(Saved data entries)
%%
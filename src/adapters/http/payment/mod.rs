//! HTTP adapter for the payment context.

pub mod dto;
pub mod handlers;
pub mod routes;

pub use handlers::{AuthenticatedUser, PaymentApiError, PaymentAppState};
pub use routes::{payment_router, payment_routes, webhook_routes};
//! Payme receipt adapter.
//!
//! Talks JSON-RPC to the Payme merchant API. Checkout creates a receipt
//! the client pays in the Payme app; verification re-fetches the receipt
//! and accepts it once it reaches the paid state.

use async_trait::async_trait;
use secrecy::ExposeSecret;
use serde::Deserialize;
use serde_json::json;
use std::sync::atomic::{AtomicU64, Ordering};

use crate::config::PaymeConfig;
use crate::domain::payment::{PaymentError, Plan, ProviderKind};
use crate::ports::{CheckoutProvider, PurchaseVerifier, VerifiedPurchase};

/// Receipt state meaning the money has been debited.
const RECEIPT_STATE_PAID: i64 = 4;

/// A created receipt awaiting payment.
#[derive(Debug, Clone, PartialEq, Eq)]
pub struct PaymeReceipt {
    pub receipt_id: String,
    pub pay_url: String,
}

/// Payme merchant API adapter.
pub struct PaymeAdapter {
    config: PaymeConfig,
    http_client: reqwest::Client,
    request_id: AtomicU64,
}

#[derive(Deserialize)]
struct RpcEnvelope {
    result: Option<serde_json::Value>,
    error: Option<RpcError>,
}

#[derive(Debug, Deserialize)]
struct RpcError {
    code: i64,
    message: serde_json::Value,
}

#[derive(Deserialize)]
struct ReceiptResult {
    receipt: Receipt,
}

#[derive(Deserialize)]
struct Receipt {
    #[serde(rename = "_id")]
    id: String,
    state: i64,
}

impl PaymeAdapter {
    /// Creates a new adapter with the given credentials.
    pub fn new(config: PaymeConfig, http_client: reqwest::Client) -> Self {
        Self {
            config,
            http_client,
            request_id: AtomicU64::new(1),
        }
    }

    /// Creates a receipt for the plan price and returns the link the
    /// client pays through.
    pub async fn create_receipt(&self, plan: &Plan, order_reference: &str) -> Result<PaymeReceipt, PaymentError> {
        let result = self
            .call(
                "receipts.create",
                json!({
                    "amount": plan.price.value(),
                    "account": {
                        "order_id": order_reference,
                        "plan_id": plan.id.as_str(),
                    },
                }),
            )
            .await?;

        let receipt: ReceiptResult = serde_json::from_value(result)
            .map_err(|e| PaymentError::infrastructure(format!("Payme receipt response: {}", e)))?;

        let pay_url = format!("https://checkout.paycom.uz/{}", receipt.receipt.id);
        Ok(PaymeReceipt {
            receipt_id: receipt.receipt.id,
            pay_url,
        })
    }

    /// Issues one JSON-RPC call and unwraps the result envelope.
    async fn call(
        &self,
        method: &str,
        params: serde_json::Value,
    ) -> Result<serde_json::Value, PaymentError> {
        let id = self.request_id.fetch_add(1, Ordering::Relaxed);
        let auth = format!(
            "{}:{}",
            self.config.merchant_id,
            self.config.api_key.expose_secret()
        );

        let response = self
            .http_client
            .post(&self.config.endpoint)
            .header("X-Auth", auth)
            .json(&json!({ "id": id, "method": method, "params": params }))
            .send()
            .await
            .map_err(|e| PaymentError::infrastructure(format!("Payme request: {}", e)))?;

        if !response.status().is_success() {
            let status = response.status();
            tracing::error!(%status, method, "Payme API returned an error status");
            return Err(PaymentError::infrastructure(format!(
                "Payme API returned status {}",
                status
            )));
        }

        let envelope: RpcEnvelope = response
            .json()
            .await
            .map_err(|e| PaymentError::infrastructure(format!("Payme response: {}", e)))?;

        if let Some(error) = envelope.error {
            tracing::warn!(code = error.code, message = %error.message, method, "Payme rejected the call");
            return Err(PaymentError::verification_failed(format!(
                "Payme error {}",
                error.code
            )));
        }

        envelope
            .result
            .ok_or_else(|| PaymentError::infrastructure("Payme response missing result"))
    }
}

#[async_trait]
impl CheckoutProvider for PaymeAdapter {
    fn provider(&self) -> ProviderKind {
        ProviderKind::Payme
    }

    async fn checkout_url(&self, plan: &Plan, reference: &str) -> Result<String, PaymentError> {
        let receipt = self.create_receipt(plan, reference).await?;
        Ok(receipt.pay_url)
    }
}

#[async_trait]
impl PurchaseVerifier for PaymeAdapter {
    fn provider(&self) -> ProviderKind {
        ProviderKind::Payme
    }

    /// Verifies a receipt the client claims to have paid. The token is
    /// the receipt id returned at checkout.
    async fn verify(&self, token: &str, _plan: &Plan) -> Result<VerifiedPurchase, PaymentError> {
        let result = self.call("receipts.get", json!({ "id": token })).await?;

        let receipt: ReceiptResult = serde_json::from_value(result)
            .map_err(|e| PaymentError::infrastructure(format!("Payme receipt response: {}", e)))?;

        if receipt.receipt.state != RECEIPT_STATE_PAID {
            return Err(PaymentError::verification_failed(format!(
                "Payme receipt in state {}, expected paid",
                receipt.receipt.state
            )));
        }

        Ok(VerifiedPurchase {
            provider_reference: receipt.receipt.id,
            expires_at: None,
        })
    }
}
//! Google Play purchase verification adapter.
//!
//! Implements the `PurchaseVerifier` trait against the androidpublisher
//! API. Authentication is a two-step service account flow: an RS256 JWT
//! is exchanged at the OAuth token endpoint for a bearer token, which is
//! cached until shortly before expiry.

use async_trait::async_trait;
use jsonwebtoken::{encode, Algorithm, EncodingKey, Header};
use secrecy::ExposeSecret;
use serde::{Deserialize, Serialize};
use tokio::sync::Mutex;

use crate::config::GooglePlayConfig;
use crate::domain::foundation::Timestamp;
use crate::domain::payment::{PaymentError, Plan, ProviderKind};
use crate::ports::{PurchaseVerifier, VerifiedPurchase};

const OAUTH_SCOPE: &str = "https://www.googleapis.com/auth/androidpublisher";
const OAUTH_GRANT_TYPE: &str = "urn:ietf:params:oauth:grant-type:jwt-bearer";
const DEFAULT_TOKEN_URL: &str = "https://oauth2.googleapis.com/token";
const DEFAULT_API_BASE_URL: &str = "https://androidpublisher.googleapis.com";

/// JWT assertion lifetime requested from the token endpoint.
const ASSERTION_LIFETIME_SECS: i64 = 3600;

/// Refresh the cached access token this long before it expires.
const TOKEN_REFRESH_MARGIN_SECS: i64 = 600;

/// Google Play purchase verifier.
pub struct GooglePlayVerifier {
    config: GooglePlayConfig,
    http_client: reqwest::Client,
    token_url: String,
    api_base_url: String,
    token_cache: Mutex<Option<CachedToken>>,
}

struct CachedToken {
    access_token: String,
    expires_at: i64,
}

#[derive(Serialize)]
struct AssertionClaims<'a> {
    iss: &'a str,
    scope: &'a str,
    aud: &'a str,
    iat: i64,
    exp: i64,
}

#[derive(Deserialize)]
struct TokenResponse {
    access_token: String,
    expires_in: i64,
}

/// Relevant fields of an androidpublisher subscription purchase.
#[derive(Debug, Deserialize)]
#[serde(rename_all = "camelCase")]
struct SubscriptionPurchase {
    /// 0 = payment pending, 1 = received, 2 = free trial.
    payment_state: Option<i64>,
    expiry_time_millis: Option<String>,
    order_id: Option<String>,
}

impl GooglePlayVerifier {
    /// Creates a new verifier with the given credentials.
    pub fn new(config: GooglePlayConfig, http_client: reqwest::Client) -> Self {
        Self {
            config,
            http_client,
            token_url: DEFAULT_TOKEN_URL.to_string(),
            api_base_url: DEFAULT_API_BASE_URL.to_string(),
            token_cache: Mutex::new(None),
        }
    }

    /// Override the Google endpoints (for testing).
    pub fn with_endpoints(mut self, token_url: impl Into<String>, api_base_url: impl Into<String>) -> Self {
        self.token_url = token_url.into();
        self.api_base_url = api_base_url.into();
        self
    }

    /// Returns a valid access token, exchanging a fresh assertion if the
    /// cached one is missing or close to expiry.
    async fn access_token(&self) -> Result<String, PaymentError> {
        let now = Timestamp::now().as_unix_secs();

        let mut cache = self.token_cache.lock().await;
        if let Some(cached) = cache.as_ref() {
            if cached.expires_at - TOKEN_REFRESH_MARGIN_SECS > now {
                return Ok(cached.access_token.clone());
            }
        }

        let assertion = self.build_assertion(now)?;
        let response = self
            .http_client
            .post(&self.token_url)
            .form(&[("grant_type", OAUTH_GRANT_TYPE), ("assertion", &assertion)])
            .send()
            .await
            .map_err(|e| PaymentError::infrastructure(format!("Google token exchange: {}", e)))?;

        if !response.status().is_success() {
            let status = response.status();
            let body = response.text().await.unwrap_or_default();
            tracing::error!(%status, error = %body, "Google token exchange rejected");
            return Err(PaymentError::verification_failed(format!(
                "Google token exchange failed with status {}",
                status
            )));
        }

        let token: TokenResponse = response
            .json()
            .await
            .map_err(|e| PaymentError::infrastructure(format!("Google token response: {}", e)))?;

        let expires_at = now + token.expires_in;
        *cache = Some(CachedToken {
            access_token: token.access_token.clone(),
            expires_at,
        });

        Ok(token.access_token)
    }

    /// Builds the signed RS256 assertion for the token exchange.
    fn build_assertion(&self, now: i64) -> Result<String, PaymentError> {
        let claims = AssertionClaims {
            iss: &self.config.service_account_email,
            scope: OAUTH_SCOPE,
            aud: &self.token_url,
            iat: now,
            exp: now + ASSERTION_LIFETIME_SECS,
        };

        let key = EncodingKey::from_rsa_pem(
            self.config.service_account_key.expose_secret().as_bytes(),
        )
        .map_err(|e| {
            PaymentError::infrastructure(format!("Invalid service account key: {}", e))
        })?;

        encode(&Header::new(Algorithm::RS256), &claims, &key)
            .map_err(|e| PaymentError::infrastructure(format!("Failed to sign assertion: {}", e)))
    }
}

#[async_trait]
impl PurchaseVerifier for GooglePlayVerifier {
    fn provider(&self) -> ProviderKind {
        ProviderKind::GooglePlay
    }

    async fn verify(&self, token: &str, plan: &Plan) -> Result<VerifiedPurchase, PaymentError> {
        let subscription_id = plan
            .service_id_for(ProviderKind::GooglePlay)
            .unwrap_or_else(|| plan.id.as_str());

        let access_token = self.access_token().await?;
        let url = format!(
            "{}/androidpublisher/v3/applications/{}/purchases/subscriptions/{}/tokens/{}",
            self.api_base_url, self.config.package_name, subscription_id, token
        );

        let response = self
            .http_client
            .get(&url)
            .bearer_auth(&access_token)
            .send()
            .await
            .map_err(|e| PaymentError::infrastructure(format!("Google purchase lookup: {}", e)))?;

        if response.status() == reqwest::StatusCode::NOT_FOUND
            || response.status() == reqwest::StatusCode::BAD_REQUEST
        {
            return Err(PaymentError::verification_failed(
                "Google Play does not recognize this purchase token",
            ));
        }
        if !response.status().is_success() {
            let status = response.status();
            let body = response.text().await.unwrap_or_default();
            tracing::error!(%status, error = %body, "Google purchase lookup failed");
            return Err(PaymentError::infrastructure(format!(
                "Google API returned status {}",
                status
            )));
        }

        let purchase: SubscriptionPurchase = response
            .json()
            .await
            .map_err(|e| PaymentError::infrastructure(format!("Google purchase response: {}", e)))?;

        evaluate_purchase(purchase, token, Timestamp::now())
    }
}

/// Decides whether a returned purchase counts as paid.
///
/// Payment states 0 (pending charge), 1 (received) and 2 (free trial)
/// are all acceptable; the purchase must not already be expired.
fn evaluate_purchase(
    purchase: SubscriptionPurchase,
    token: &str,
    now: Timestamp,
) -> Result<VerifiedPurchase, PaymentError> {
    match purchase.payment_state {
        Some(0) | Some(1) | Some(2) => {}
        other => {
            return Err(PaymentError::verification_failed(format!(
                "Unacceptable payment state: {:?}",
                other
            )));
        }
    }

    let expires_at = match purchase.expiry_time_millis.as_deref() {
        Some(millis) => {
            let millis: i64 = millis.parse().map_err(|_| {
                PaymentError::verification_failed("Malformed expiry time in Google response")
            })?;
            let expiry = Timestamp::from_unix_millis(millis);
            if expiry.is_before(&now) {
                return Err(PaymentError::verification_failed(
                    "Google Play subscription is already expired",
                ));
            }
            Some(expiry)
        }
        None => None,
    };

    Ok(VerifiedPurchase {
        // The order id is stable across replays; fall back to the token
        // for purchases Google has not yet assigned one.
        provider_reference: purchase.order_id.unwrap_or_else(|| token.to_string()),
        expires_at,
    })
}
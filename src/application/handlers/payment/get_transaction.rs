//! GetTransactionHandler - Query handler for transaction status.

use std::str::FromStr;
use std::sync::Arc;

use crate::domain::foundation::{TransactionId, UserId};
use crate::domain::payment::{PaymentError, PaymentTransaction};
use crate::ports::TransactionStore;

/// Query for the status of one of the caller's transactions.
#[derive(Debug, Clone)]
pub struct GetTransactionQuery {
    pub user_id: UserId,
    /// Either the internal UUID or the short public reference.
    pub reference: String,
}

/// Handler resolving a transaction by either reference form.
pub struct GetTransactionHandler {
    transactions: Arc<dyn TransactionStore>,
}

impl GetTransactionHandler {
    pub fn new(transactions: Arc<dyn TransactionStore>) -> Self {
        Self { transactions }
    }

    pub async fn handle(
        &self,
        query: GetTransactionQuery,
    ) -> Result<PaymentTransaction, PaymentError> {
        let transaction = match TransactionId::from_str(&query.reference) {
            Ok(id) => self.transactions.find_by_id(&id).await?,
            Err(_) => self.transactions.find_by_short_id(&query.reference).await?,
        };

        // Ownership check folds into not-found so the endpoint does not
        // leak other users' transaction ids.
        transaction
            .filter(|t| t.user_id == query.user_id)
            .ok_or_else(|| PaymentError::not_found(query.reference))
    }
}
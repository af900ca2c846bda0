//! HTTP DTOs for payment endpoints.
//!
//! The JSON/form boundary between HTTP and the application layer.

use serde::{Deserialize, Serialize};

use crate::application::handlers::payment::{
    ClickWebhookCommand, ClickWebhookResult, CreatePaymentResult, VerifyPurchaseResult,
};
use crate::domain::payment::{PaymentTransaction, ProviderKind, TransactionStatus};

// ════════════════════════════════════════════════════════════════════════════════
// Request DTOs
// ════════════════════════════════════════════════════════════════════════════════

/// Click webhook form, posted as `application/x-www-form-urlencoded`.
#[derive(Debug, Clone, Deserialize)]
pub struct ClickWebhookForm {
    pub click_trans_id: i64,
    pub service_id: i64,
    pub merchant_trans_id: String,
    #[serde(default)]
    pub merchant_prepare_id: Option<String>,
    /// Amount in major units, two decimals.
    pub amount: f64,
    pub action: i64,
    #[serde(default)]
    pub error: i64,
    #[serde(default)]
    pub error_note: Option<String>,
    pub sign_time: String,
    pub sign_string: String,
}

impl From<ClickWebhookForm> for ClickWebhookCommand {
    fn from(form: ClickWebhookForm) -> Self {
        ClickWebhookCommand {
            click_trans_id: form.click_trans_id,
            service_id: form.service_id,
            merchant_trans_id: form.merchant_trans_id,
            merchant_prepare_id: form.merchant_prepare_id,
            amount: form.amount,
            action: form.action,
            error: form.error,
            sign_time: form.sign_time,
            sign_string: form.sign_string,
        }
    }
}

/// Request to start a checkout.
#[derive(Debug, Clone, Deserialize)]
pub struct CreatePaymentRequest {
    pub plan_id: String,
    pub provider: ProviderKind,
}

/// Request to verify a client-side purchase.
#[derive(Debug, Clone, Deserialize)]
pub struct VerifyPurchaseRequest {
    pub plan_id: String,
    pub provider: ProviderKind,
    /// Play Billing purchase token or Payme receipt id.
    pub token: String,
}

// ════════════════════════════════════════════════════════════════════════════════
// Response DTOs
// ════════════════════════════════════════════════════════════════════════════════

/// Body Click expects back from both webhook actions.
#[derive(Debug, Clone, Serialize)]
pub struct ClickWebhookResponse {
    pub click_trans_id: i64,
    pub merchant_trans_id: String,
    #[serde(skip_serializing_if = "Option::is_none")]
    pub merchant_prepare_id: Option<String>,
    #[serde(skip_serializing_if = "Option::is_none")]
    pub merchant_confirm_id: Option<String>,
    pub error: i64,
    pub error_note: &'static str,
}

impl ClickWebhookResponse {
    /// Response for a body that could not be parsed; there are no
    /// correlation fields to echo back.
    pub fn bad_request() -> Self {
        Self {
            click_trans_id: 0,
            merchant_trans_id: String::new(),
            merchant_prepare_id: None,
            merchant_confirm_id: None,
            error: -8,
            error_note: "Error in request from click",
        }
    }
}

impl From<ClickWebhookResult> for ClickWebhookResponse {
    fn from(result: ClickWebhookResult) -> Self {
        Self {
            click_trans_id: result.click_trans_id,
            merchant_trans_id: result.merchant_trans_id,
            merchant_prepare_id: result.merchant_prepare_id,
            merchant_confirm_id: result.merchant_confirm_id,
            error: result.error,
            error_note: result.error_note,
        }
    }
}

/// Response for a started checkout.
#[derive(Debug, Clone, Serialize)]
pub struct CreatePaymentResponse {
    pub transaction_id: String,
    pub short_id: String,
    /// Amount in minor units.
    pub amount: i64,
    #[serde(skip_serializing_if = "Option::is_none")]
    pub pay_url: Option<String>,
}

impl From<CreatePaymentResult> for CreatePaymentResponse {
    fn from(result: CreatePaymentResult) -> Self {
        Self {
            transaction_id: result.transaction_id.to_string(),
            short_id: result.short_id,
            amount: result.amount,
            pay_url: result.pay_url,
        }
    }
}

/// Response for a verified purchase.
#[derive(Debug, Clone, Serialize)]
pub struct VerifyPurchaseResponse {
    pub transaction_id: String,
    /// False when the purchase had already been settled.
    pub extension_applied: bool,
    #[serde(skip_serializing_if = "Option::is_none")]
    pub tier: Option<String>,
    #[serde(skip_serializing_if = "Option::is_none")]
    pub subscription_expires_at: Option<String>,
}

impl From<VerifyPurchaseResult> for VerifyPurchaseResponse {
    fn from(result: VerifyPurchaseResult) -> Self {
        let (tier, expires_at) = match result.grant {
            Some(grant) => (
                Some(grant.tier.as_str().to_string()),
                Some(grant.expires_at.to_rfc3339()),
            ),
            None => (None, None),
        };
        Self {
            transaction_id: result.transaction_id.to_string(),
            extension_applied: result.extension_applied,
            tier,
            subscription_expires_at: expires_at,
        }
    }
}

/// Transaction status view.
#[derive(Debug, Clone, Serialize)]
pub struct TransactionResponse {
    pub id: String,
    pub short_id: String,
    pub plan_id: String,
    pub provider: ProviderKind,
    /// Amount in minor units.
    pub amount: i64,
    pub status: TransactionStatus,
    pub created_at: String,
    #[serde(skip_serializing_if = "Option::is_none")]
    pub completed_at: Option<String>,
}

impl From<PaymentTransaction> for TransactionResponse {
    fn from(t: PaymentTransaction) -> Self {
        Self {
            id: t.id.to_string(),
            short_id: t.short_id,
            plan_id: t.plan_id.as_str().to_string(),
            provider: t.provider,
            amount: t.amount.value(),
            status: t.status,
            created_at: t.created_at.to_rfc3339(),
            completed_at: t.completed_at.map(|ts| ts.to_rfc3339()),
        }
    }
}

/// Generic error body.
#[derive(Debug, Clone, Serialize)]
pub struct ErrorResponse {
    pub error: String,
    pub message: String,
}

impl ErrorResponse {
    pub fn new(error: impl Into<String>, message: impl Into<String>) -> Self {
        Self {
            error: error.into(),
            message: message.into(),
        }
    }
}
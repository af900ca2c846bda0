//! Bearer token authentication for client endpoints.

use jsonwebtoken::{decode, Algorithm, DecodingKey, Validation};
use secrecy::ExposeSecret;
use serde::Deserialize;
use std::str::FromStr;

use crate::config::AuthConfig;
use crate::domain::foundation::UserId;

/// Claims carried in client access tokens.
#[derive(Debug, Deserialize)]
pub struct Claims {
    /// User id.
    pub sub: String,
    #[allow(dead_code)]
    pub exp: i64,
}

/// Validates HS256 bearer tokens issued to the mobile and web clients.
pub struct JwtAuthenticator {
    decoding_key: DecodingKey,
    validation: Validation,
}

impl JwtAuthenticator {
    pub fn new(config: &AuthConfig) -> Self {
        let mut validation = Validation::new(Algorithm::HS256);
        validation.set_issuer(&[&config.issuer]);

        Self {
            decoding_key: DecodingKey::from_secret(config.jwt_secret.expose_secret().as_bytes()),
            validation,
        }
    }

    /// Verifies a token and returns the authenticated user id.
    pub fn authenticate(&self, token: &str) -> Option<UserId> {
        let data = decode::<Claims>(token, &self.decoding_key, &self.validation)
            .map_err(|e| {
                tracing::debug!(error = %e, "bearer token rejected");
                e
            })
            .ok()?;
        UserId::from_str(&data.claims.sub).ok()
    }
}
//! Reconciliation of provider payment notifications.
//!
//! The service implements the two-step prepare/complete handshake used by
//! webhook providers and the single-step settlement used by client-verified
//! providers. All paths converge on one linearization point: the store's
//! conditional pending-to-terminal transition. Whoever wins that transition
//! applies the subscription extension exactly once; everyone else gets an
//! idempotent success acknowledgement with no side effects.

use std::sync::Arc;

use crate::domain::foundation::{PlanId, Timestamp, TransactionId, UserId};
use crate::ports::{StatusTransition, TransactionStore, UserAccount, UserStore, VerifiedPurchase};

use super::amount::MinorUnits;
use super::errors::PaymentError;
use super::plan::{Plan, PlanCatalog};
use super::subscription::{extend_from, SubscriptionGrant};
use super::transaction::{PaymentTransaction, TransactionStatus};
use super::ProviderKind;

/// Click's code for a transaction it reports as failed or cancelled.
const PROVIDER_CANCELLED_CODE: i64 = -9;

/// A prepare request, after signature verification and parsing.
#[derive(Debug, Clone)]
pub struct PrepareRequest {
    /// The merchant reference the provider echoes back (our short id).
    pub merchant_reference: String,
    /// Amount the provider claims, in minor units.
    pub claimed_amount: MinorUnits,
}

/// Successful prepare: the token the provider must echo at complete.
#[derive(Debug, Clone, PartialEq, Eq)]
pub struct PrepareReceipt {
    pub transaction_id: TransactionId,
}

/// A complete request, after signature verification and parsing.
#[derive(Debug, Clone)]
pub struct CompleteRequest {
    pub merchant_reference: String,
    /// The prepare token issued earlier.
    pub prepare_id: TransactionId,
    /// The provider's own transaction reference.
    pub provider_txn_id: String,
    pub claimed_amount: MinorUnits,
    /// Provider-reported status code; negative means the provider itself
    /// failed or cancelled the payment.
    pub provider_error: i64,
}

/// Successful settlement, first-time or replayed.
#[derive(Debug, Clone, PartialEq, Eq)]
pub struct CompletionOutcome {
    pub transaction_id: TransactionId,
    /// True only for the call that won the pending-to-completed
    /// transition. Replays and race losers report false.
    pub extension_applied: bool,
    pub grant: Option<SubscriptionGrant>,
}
%%
:: Work to be completed ::
Could you please give the number of lines in the data above that contain the word "Some"? Only the number is needed.

:: Problem solution ::
9